• DATASET CONTENT:
────────

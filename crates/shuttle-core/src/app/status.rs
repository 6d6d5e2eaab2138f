//! Status - 同期状態のスナップショット

use std::fmt;

use serde::Serialize;

use super::context::SyncContext;
use crate::domain::{SessionId, WorkflowId};
use crate::observability::{DispatchCounts, StoreCounts};

/// Point-in-time view of the engine for status output.
#[derive(Debug, Clone, PartialEq, Serialize)]
pub struct SyncStatus {
    pub connection: &'static str,
    pub revision: u64,
    pub active_workflow: Option<WorkflowId>,
    pub active_session: Option<SessionId>,
    pub counts: StoreCounts,
    pub dispatch: DispatchCounts,
}

impl SyncStatus {
    pub fn collect(ctx: &SyncContext) -> Self {
        let (active_workflow, active_session) = ctx.store().read(|state| {
            (
                state.kanban.workflow_id.clone(),
                state.active_session_id.clone(),
            )
        });
        Self {
            connection: ctx.connection().status().as_str(),
            revision: ctx.store().revision(),
            active_workflow,
            active_session,
            counts: ctx.counts(),
            dispatch: ctx.dispatch_counts(),
        }
    }
}

impl fmt::Display for SyncStatus {
    fn fmt(&self, f: &mut fmt::Formatter<'_>) -> fmt::Result {
        write!(
            f,
            "{} rev={} workflow={} tasks={} sessions={} permissions={} pending={} applied={}",
            self.connection,
            self.revision,
            self.active_workflow
                .as_ref()
                .map(|id| id.as_str())
                .unwrap_or("-"),
            self.counts.tasks,
            self.counts.sessions,
            self.counts.pending_permissions,
            self.counts.pending_requests,
            self.dispatch.applied,
        )
    }
}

────────

• WORK ITEM:
Give back the material above in full, exactly as it reads.

• RESPONSE FOR THIS EXERCISE:
filename crates/shuttle-core/src/app/status.rs
repository 6d6d5e2eaab2138f
//! Status - 同期状態のスナップショット

use std::fmt;

use serde::Serialize;

use super::context::SyncContext;
use crate::domain::{SessionId, WorkflowId};
use crate::observability::{DispatchCounts, StoreCounts};

/// Point-in-time view of the engine for status output.
#[derive(Debug, Clone, PartialEq, Serialize)]
pub struct SyncStatus {
    pub connection: &'static str,
    pub revision: u64,
    pub active_workflow: Option<WorkflowId>,
    pub active_session: Option<SessionId>,
    pub counts: StoreCounts,
    pub dispatch: DispatchCounts,
}

impl SyncStatus {
    pub fn collect(ctx: &SyncContext) -> Self {
        let (active_workflow, active_session) = ctx.store().read(|state| {
            (
                state.kanban.workflow_id.clone(),
                state.active_session_id.clone(),
            )
        });
        Self {
            connection: ctx.connection().status().as_str(),
            revision: ctx.store().revision(),
            active_workflow,
            active_session,
            counts: ctx.counts(),
            dispatch: ctx.dispatch_counts(),
        }
    }
}

impl fmt::Display for SyncStatus {
    fn fmt(&self, f: &mut fmt::Formatter<'_>) -> fmt::Result {
        write!(
            f,
            "{} rev={} workflow={} tasks={} sessions={} permissions={} pending={} applied={}",
            self.connection,
            self.revision,
            self.active_workflow
                .as_ref()
                .map(|id| id.as_str())
                .unwrap_or("-"),
            self.counts.tasks,
            self.counts.sessions,
            self.counts.pending_permissions,
            self.counts.pending_requests,
            self.dispatch.applied,
        )
    }
}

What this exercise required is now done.